Если в 1970 году Джон заметно "левел", то Боб Дилан избрал иной маршрут. В июне Принстонский университет присвоил ему почетную степень доктора за "выдающийся вклад в культуру нашей страны и всего мира". Контркультурные круги расценили этот жест как еще одно проявление вопиющей продажности певца. Одна "подпольная" газета заявила, что "Принстон – это прибежище для богатых американских пьянчуг-переростков" и что члены комитета по присуждению почетных докторских степеней лишь ненадолго отвлеклись от своих военных заказов", чтобы почествовать Дилана, который, "поскользнувшись, опять упал в грязь".

Почести, которых удостоился Дилан, вызвали чересчур уж суровое осуждение, однако критика в адрес его альбома "Автопортрет" таковой не казалась. Выпущенная в июне 1970 года, пластинка подтвердила все высказывавшиеся радикалами опасения. "Роллинг стоун" напечатал статью Грейла Маркуса, начинавшуюся восклицанием: "Что это за чушь?" Джон Ландау писал: "Он говорит с нами на вымученном языке умирающей культуры – культуры, под сенью которой Дилан теперь пытается найти себе убежище". Ралф Глисон призывал бойкотировать Дилана.

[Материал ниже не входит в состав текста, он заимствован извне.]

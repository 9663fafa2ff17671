//! Usage: Process-wide tracing setup (stderr, optional daily-rolling file, `log` bridge).

use crate::infra::settings::LoggingSettings;
use crate::shared::error::{WalletError, WalletResult};
use std::sync::OnceLock;
use tracing_appender::non_blocking::WorkerGuard;
use tracing_subscriber::layer::SubscriberExt;
use tracing_subscriber::{fmt, EnvFilter};

static INITIALIZED: OnceLock<()> = OnceLock::new();

/// Install the global subscriber. `RUST_LOG` wins over `settings.filter`.
///
/// Returns the file writer guard when a log directory is configured; keep it alive for the
/// lifetime of the process or buffered lines are lost. A second call does nothing.
pub fn init(settings: &LoggingSettings) -> WalletResult<Option<WorkerGuard>> {
    if INITIALIZED.set(()).is_err() {
        return Ok(None);
    }

    let env_filter = EnvFilter::try_from_default_env()
        .or_else(|_| EnvFilter::try_new(&settings.filter))
        .map_err(|e| WalletError::Config(format!("invalid log filter {:?}: {e}", settings.filter)))?;

    let stderr_layer = fmt::layer().with_writer(std::io::stderr).with_target(true);

    let (file_layer, guard) = match settings.directory.as_deref() {
        Some(dir) => {
            std::fs::create_dir_all(dir).map_err(|e| {
                WalletError::Config(format!("failed to create log dir {}: {e}", dir.display()))
            })?;
            let appender = tracing_appender::rolling::daily(dir, &settings.file_prefix);
            let (writer, guard) = tracing_appender::non_blocking(appender);
            let layer = fmt::layer()
                .with_ansi(false)
                .with_file(true)
                .with_line_number(true)
                .with_writer(writer);
            (Some(layer), Some(guard))
        }
        None => (None, None),
    };

    let subscriber = tracing_subscriber::registry()
        .with(env_filter)
        .with(stderr_layer)
        .with(file_layer);
    tracing::subscriber::set_global_default(subscriber)
        .map_err(|e| WalletError::Config(format!("tracing subscriber already set: {e}")))?;

    if let Err(err) = tracing_log::LogTracer::init() {
        tracing::debug!("log bridge not installed: {}", err);
    }

    tracing::info!(
        filter = %settings.filter,
        file_logging = settings.directory.is_some(),
        "logging initialized"
    );
    Ok(guard)
}
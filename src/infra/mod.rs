//! Usage: Infrastructure adapters (credential persistence, HTTP transport, settings).

pub mod credential_store;
pub mod http;
pub mod settings;
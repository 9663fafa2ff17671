//! Usage: HTTP transport seam (reqwest in production, scripted doubles in tests).

use crate::shared::error::{WalletError, WalletResult};
use serde_json::Value;
use std::time::Duration;

#[derive(Debug, Clone, Copy, PartialEq, Eq)]
pub enum HttpMethod {
    Get,
    Post,
}

#[derive(Debug, Clone, PartialEq)]
pub enum RequestBody {
    None,
    Json(Value),
    Form(Vec<(String, String)>),
}

#[derive(Debug, Clone, PartialEq)]
pub struct HttpRequest {
    pub method: HttpMethod,
    pub url: String,
    pub bearer: Option<String>,
    pub body: RequestBody,
}

impl HttpRequest {
    pub fn get(url: impl Into<String>) -> Self {
        Self {
            method: HttpMethod::Get,
            url: url.into(),
            bearer: None,
            body: RequestBody::None,
        }
    }

    pub fn post_form(url: impl Into<String>, form: Vec<(&str, String)>) -> Self {
        Self {
            method: HttpMethod::Post,
            url: url.into(),
            bearer: None,
            body: RequestBody::Form(
                form.into_iter()
                    .map(|(key, value)| (key.to_string(), value))
                    .collect(),
            ),
        }
    }

    pub fn with_bearer(mut self, token: impl Into<String>) -> Self {
        self.bearer = Some(token.into());
        self
    }

    /// Value of a form field, used by tests and logging.
    pub fn form_value(&self, key: &str) -> Option<&str> {
        match &self.body {
            RequestBody::Form(pairs) => pairs
                .iter()
                .find(|(k, _)| k == key)
                .map(|(_, v)| v.as_str()),
            _ => None,
        }
    }
}

#[derive(Debug, Clone, PartialEq, Eq)]
pub struct HttpResponse {
    pub status: u16,
    pub body: String,
}

impl HttpResponse {
    pub fn new(status: u16, body: impl Into<String>) -> Self {
        Self {
            status,
            body: body.into(),
        }
    }

    pub fn json(status: u16, body: Value) -> Self {
        Self::new(status, body.to_string())
    }

    pub fn is_success(&self) -> bool {
        (200..300).contains(&self.status)
    }

    pub fn json_body(&self) -> WalletResult<Value> {
        serde_json::from_str(&self.body)
            .map_err(|e| WalletError::api(self.status, format!("response json invalid: {e}")))
    }
}

/// Object-safe async transport; non-2xx statuses are returned, not turned into errors.
#[async_trait::async_trait]
pub trait HttpTransport: Send + Sync {
    async fn send(&self, request: HttpRequest) -> WalletResult<HttpResponse>;
}

#[derive(Debug, Clone)]
pub struct ReqwestTransport {
    client: reqwest::Client,
}

impl ReqwestTransport {
    pub fn new(connect_timeout: Duration) -> WalletResult<Self> {
        let client = reqwest::Client::builder()
            .user_agent(format!("lnwallet-connect/{}", env!("CARGO_PKG_VERSION")))
            .connect_timeout(connect_timeout)
            .build()
            .map_err(|e| WalletError::Config(format!("http client init failed: {e}")))?;
        Ok(Self { client })
    }
}

#[async_trait::async_trait]
impl HttpTransport for ReqwestTransport {
    async fn send(&self, request: HttpRequest) -> WalletResult<HttpResponse> {
        let mut builder = match request.method {
            HttpMethod::Get => self.client.get(&request.url),
            HttpMethod::Post => self.client.post(&request.url),
        };
        builder = builder.header("Accept", "application/json");
        if let Some(token) = request.bearer.as_deref() {
            builder = builder.bearer_auth(token);
        }
        builder = match &request.body {
            RequestBody::None => builder,
            RequestBody::Json(value) => builder.json(value),
            RequestBody::Form(pairs) => builder.form(pairs),
        };

        let response = builder
            .send()
            .await
            .map_err(|e| WalletError::transport(format!("request to {} failed: {e}", request.url)))?;
        let status = response.status().as_u16();
        let body = response
            .text()
            .await
            .map_err(|e| WalletError::transport(format!("response read failed: {e}")))?;

        tracing::debug!(url = %request.url, status, "http request completed");
        Ok(HttpResponse { status, body })
    }
}
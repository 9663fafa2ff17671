//! Usage: Security-sensitive helpers (token masking, error-body redaction, constant-time equality).

use serde_json::Value;
use subtle::ConstantTimeEq;

const TOKEN_MASK_PREFIX_LEN: usize = 6;
const TOKEN_MASK_SUFFIX_LEN: usize = 4;
const ERROR_SNIPPET_MAX_CHARS: usize = 500;

pub(crate) fn mask_token(token: &str) -> String {
    let trimmed = token.trim();
    if trimmed.is_empty() {
        return String::new();
    }

    let chars: Vec<char> = trimmed.chars().collect();
    let len = chars.len();
    if len <= TOKEN_MASK_PREFIX_LEN + TOKEN_MASK_SUFFIX_LEN {
        return "*".repeat(len.min(8));
    }

    let prefix: String = chars[..TOKEN_MASK_PREFIX_LEN].iter().collect();
    let suffix: String = chars[len - TOKEN_MASK_SUFFIX_LEN..].iter().collect();
    format!("{prefix}...{suffix}")
}

pub(crate) fn constant_time_eq(a: &[u8], b: &[u8]) -> bool {
    a.ct_eq(b).into()
}

fn is_sensitive_key(key: &str) -> bool {
    let key_lc = key.trim().to_ascii_lowercase();
    key_lc.contains("token")
        || key_lc.contains("secret")
        || key_lc.contains("preimage")
        || key_lc == "authorization"
}

fn redact_sensitive_json_fields(value: &mut Value) {
    match value {
        Value::Object(map) => {
            for (key, nested) in map {
                if is_sensitive_key(key) {
                    if let Some(raw) = nested.as_str() {
                        *nested = Value::String(mask_token(raw));
                        continue;
                    }
                }
                redact_sensitive_json_fields(nested);
            }
        }
        Value::Array(items) => items.iter_mut().for_each(redact_sensitive_json_fields),
        _ => {}
    }
}

/// Short, redacted rendition of a remote error body, safe to put in an error message or log.
pub(crate) fn sanitize_error_body(body: &str) -> String {
    if let Ok(mut value) = serde_json::from_str::<Value>(body) {
        redact_sensitive_json_fields(&mut value);
        if let Ok(encoded) = serde_json::to_string(&value) {
            return encoded.chars().take(ERROR_SNIPPET_MAX_CHARS).collect();
        }
    }
    body.chars().take(ERROR_SNIPPET_MAX_CHARS).collect()
}
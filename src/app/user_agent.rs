//! Usage: Navigation seam between the connector and its host page (redirects and reloads).

use crate::shared::error::{WalletError, WalletResult};
use reqwest::Url;
use tokio::sync::mpsc;

#[derive(Debug, Clone, PartialEq, Eq)]
pub enum Navigation {
    Redirect(Url),
    Reload,
}

pub trait UserAgent: Send + Sync {
    fn navigate(&self, url: &Url) -> WalletResult<()>;
    fn reload(&self) -> WalletResult<()>;
}

/// Forwards navigation requests to the host over an unbounded channel.
#[derive(Debug, Clone)]
pub struct ChannelUserAgent {
    tx: mpsc::UnboundedSender<Navigation>,
}

impl ChannelUserAgent {
    pub fn new() -> (Self, mpsc::UnboundedReceiver<Navigation>) {
        let (tx, rx) = mpsc::unbounded_channel();
        (Self { tx }, rx)
    }

    fn send(&self, navigation: Navigation) -> WalletResult<()> {
        self.tx
            .send(navigation)
            .map_err(|_| WalletError::Connect("host stopped listening for navigation".to_string()))
    }
}

impl UserAgent for ChannelUserAgent {
    fn navigate(&self, url: &Url) -> WalletResult<()> {
        tracing::debug!(host = url.host_str().unwrap_or_default(), "navigation requested");
        self.send(Navigation::Redirect(url.clone()))
    }

    fn reload(&self) -> WalletResult<()> {
        tracing::debug!("page reload requested");
        self.send(Navigation::Reload)
    }
}

#[cfg(test)]
mod tests {
    use super::*;

    #[test]
    fn forwards_navigation_in_order() {
        let (agent, mut rx) = ChannelUserAgent::new();
        let url = Url::parse("https://getalby.com/oauth?client_id=x").unwrap();

        agent.navigate(&url).unwrap();
        agent.reload().unwrap();

        assert_eq!(rx.try_recv().unwrap(), Navigation::Redirect(url));
        assert_eq!(rx.try_recv().unwrap(), Navigation::Reload);
        assert!(rx.try_recv().is_err());
    }

    #[test]
    fn closed_receiver_is_an_error() {
        let (agent, rx) = ChannelUserAgent::new();
        drop(rx);
        let err = agent.reload().unwrap_err();
        assert_eq!(err.code(), "CONNECT_ERROR");
    }
}
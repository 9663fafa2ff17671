//! Usage: Shapes shared by every wallet capability (node info, balances, invoices, receipts).

use serde::{Deserialize, Serialize};
use std::collections::BTreeMap;

pub const DEFAULT_INVOICE_MEMO: &str = "Invoice from Lightning App";
pub const DEFAULT_INVOICE_EXPIRY_SECS: u64 = 3600;

#[derive(Debug, Clone, Default, PartialEq, Eq, Serialize, Deserialize)]
pub struct NodeInfo {
    pub alias: String,
    pub pubkey: String,
    pub connected_peers: Option<u32>,
    pub active_channels: Option<u32>,
    pub pending_channels: Option<u32>,
    pub version: Option<String>,
    pub methods: Vec<String>,
}

impl NodeInfo {
    pub fn supports(&self, method: &str) -> bool {
        self.methods.iter().any(|m| m == method)
    }
}

/// Amounts in satoshis.
#[derive(Debug, Clone, Copy, Default, PartialEq, Eq, Serialize, Deserialize)]
pub struct Balance {
    pub total: u64,
    pub confirmed: u64,
    pub unconfirmed: u64,
}

#[derive(Debug, Clone, PartialEq, Eq, Serialize, Deserialize)]
pub struct InvoiceRequest {
    pub amount_sats: u64,
    pub memo: Option<String>,
    pub expiry_seconds: Option<u64>,
}

impl InvoiceRequest {
    pub fn new(amount_sats: u64) -> Self {
        Self {
            amount_sats,
            memo: None,
            expiry_seconds: None,
        }
    }

    pub fn with_memo(mut self, memo: impl Into<String>) -> Self {
        self.memo = Some(memo.into());
        self
    }

    pub fn with_expiry(mut self, expiry_seconds: u64) -> Self {
        self.expiry_seconds = Some(expiry_seconds);
        self
    }

    /// Blank memos fall back to the default description.
    pub fn description(&self) -> &str {
        self.memo
            .as_deref()
            .map(str::trim)
            .filter(|m| !m.is_empty())
            .unwrap_or(DEFAULT_INVOICE_MEMO)
    }

    pub fn expiry(&self) -> u64 {
        self.expiry_seconds
            .filter(|e| *e > 0)
            .unwrap_or(DEFAULT_INVOICE_EXPIRY_SECS)
    }
}

#[derive(Debug, Clone, PartialEq, Eq, Serialize, Deserialize)]
pub struct Invoice {
    pub payment_request: String,
}

#[derive(Debug, Clone, PartialEq, Eq, Serialize, Deserialize)]
pub struct PaymentReceipt {
    pub preimage: String,
    pub payment_hash: Option<String>,
}

/// What `send_payment` accepts: a bare BOLT11 string or a structured request.
#[derive(Debug, Clone, PartialEq, Eq, Serialize, Deserialize)]
pub enum PaymentTarget {
    Invoice(String),
    Request {
        payment_request: String,
        amount_sats: Option<u64>,
        memo: Option<String>,
    },
}

impl PaymentTarget {
    pub fn payment_request(&self) -> &str {
        match self {
            Self::Invoice(invoice) => invoice,
            Self::Request {
                payment_request, ..
            } => payment_request,
        }
    }
}

impl From<&str> for PaymentTarget {
    fn from(value: &str) -> Self {
        Self::Invoice(value.to_string())
    }
}

impl From<String> for PaymentTarget {
    fn from(value: String) -> Self {
        Self::Invoice(value)
    }
}

#[derive(Debug, Clone, PartialEq, Eq, Serialize, Deserialize)]
pub struct KeysendRequest {
    pub destination: String,
    pub amount_sats: u64,
    /// TLV record type (decimal string) to value.
    pub custom_records: BTreeMap<String, String>,
}

#[derive(Debug, Clone, PartialEq, Eq, Serialize, Deserialize)]
pub struct SignedMessage {
    pub message: String,
    pub signature: String,
}
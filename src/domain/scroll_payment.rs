//! Usage: Scroll-triggered micropayments to a Lightning address.
//!
//! The host reports scroll positions; the session decides when a payment is due and pays it
//! through the active wallet capability. Any failed payment switches the session off.

use crate::domain::lightning::is_valid_lightning_address;
use crate::domain::lightning_address::pay_lightning_address;
use crate::infra::http::HttpTransport;
use crate::shared::error::{WalletError, WalletResult};
use crate::wallet::capability::WalletCapability;
use crate::wallet::types::PaymentReceipt;

#[derive(Debug, Clone, PartialEq, Eq)]
pub struct ScrollPaymentConfig {
    pub recipient: String,
    pub amount_per_scroll: u64,
    /// Pixels scrolled past the last trigger before the next payment is due.
    pub scroll_threshold: u64,
    pub max_payments: u32,
}

impl Default for ScrollPaymentConfig {
    fn default() -> Self {
        Self {
            recipient: String::new(),
            amount_per_scroll: 10,
            scroll_threshold: 1000,
            max_payments: 5,
        }
    }
}

#[derive(Debug, Clone, Default)]
pub struct ScrollPaymentSession {
    config: ScrollPaymentConfig,
    enabled: bool,
    payment_due: bool,
    payment_count: u32,
    last_trigger_position: u64,
    last_error: Option<WalletError>,
}

impl ScrollPaymentSession {
    pub fn new(config: ScrollPaymentConfig) -> Self {
        Self {
            config,
            ..Self::default()
        }
    }

    pub fn config(&self) -> &ScrollPaymentConfig {
        &self.config
    }

    pub fn is_enabled(&self) -> bool {
        self.enabled
    }

    pub fn payment_count(&self) -> u32 {
        self.payment_count
    }

    pub fn last_error(&self) -> Option<&WalletError> {
        self.last_error.as_ref()
    }

    pub fn start(&mut self, position: u64) -> WalletResult<()> {
        let recipient = self.config.recipient.trim();
        if recipient.is_empty() {
            return Err(WalletError::Payment(
                "Please enter a recipient Lightning address".to_string(),
            ));
        }
        if !is_valid_lightning_address(recipient) {
            return Err(WalletError::Payment(
                "Invalid Lightning address format".to_string(),
            ));
        }

        self.enabled = true;
        self.payment_due = false;
        self.payment_count = 0;
        self.last_trigger_position = position;
        self.last_error = None;
        tracing::info!(max_payments = self.config.max_payments, "scroll payments enabled");
        Ok(())
    }

    pub fn stop(&mut self) {
        self.enabled = false;
        self.payment_due = false;
    }

    /// Record a scroll position; true when it makes a payment due.
    pub fn on_scroll(&mut self, position: u64) -> bool {
        if !self.enabled || self.payment_due || self.payment_count >= self.config.max_payments {
            return false;
        }
        if position > self.last_trigger_position.saturating_add(self.config.scroll_threshold) {
            self.last_trigger_position = position;
            self.payment_due = true;
            return true;
        }
        false
    }

    pub async fn pay_due(
        &mut self,
        capability: &WalletCapability,
        transport: &dyn HttpTransport,
    ) -> WalletResult<PaymentReceipt> {
        if !self.enabled || self.payment_count >= self.config.max_payments {
            self.payment_due = false;
            return Err(WalletError::Payment(
                "scroll payments are not active".to_string(),
            ));
        }

        let memo = format!("Scroll payment #{}", self.payment_count + 1);
        let result = pay_lightning_address(
            capability,
            transport,
            self.config.recipient.trim(),
            self.config.amount_per_scroll,
            Some(&memo),
        )
        .await;
        self.payment_due = false;

        match result {
            Ok(receipt) => {
                self.payment_count += 1;
                tracing::info!(
                    payment = self.payment_count,
                    max_payments = self.config.max_payments,
                    "scroll payment sent"
                );
                Ok(receipt)
            }
            Err(err) => {
                tracing::warn!("scroll payment failed; disabling: {}", err);
                self.enabled = false;
                self.last_error = Some(err.clone());
                Err(err)
            }
        }
    }
}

Семь месяцев спустя Дилан попробовал защититься от нападок, сказав в интервью: "Я же им говорил, чтобы они не выбирали себе лидеров... Из-за того, что я просто решил выйти из игры, они стали меня охаивать... Все это ерунда... Им ведь только и нужен кто-то, кто укажет им выход из тупика... Довольно с меня чужих проблем, у меня и своих хватает". Дилан без труда отказался от роли оракула, растолковывающего людям смысл их жизни. Но всех интересовал другой вопрос – как он намерен поступать в собственной жизни? Он отрекся от прежней приверженности музыке социального протеста, и теперь создавалось впечатление, будто у него вовсе нет никаких идеалов. Однако, как только рок-критики расправились с Диланом, он взял реванш. Альбом "Новое утро", выпущенный осенью 1970 года, стал, по словам Энтони Скадуто, "любовной песнью жизни". Роберт Кристгау выставил пластинке наивысшую оценку, а Ралф Глисон отменил объявленный им ранее бойкот, заявив, что Дилан "вновь к нам вернулся". В "Дне саранчи" Дилан поет о почетной степени доктора Принстонского университета. Университет – это могила общества, мрачный каземат, профессора – судьи, а студенты – автоматы. Дилан бежит из университета, увозя свою возлюбленную в Северную Дакоту. Песня была насквозь фальшивой, но в ней говорилось то, что хотела услышать от Дилана "подпольная" пресса. Оценка Леннона оказалась более проницательной. Когда в интервью "Леннон вспоминает" его спросили о "Новом утре", он ответил: "Средне". И добавил, что с тех пор, как Боб ушел из рок-музыки, он перестал быть его поклонником.